# [Problem description]
Look through the material below for "LeftInt". Copy every line that contains it.

# [Information shown]

▽

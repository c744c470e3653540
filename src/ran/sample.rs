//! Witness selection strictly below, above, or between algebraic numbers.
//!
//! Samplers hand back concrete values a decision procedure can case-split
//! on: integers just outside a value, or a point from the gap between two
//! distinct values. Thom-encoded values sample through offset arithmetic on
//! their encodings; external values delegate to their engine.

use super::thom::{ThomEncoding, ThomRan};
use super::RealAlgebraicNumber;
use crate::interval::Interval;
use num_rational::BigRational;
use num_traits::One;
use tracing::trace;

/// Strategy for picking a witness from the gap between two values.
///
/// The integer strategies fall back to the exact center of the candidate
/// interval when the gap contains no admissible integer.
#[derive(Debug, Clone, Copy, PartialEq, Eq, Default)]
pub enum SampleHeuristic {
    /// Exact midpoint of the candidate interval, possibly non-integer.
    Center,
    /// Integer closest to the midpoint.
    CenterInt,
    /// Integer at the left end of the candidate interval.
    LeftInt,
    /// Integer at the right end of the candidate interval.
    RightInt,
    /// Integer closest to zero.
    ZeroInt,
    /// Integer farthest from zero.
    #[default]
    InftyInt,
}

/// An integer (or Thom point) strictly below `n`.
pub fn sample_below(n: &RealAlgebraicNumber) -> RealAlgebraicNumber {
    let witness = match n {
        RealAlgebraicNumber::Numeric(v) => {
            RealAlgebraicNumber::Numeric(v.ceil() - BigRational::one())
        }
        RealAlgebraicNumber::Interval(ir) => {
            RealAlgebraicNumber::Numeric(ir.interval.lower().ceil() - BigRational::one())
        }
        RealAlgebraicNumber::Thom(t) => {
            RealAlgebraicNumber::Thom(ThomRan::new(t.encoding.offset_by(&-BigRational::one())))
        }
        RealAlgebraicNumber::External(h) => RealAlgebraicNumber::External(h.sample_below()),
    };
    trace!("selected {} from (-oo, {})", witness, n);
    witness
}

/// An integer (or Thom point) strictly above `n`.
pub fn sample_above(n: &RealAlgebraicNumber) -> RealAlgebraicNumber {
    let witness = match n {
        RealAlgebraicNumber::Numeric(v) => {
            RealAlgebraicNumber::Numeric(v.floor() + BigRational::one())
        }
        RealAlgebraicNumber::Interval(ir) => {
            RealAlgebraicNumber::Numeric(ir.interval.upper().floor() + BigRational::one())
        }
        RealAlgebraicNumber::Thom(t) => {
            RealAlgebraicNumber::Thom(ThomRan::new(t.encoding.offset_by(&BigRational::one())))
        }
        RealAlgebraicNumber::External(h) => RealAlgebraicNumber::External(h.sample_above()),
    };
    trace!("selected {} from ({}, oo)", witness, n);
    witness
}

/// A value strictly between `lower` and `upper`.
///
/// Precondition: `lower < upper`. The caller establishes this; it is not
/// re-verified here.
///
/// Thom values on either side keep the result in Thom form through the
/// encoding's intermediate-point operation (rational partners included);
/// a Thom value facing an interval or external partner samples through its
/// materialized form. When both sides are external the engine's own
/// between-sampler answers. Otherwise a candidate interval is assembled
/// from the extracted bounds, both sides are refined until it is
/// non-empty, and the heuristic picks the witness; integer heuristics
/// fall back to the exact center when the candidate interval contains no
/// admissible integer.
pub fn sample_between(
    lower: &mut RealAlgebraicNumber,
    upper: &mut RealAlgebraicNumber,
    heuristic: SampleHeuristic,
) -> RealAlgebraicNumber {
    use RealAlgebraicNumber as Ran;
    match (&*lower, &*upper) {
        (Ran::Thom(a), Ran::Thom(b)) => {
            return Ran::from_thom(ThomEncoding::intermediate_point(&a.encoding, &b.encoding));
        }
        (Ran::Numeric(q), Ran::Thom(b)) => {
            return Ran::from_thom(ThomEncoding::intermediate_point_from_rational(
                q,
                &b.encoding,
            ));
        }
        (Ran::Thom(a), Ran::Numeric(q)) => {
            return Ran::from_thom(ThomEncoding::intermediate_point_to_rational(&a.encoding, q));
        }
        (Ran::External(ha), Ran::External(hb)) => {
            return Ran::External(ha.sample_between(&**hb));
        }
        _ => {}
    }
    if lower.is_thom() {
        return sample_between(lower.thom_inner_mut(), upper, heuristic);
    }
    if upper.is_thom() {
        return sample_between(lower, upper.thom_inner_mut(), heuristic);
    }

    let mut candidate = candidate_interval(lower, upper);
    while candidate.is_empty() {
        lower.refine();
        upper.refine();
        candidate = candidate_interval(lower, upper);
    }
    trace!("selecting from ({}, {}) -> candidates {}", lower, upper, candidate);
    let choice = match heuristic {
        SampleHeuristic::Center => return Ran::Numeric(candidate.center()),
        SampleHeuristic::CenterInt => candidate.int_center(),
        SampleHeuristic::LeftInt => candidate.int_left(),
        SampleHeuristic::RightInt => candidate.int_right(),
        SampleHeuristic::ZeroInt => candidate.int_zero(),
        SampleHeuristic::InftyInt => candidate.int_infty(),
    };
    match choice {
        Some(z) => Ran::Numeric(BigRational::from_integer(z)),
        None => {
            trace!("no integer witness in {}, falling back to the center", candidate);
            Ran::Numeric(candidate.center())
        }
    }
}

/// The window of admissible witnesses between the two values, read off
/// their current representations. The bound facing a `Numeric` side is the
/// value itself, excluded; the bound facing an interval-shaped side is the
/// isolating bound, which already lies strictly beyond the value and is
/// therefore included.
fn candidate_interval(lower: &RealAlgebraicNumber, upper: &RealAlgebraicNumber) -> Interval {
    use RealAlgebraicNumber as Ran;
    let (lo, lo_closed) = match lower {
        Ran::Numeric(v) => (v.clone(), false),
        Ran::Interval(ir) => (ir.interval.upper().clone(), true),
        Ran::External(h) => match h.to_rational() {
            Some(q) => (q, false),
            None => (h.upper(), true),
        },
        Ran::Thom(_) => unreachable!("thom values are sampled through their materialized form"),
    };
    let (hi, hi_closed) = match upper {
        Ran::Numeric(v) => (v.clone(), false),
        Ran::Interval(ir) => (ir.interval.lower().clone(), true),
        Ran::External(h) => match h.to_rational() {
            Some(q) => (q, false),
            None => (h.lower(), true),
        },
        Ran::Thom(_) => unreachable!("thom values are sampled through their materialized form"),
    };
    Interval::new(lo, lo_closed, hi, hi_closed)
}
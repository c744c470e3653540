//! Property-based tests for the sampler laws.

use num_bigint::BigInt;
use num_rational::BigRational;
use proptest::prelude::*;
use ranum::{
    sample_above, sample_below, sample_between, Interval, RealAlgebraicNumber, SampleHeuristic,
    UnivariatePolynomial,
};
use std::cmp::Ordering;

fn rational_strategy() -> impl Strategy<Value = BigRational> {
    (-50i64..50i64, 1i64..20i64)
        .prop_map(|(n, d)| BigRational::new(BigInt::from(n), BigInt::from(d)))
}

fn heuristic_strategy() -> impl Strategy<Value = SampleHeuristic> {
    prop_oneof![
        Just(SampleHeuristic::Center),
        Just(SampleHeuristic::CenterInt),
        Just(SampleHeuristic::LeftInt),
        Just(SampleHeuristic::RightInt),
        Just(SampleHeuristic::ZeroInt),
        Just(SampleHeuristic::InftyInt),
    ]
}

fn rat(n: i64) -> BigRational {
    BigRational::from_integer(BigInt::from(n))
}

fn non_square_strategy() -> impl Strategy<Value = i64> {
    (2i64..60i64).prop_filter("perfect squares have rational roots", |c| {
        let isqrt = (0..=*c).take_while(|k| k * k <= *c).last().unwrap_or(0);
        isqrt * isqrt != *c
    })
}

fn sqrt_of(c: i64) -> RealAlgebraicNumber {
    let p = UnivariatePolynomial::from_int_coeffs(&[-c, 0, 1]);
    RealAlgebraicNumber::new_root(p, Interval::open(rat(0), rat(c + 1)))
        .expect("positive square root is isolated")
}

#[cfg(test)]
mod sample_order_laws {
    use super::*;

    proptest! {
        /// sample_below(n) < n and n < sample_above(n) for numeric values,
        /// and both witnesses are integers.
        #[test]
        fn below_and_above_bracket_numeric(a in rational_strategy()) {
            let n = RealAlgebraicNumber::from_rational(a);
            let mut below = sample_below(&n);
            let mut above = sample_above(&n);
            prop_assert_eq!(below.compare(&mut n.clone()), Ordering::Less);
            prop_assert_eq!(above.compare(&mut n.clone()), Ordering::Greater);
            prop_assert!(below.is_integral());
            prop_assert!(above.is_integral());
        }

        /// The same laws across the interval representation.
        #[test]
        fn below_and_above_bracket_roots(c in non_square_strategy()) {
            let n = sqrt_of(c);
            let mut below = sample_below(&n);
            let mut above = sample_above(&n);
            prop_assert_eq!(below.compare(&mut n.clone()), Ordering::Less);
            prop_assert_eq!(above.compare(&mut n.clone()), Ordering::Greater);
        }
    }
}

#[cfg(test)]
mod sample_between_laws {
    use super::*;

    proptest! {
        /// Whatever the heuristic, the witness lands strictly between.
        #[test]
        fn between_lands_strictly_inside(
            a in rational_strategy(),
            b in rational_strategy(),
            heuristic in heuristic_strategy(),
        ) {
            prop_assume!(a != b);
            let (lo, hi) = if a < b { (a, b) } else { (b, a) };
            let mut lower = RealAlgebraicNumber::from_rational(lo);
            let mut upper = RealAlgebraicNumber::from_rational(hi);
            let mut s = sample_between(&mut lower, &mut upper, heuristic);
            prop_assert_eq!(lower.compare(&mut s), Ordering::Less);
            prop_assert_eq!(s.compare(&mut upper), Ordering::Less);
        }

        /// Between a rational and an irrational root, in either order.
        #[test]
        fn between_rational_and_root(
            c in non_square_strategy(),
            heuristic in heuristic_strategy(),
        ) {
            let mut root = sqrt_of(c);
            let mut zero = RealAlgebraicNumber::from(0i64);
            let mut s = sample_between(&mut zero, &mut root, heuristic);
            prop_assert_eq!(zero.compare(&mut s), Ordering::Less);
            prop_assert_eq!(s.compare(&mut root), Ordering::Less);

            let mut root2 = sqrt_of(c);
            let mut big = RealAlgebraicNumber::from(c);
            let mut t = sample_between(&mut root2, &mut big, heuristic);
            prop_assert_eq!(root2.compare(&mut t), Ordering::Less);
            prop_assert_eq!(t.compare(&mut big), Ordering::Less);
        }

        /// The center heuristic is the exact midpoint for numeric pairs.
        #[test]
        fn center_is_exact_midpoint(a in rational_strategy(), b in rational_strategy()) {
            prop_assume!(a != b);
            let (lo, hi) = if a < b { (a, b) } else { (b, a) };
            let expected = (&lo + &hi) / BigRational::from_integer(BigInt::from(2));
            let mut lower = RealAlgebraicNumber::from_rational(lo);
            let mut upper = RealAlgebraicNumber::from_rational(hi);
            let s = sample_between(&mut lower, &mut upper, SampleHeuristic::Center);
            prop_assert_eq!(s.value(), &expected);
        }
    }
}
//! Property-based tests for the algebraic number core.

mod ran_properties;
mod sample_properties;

△

# [Your solution]
    LeftInt,
        SampleHeuristic::LeftInt => candidate.int_left(),
        Just(SampleHeuristic::LeftInt),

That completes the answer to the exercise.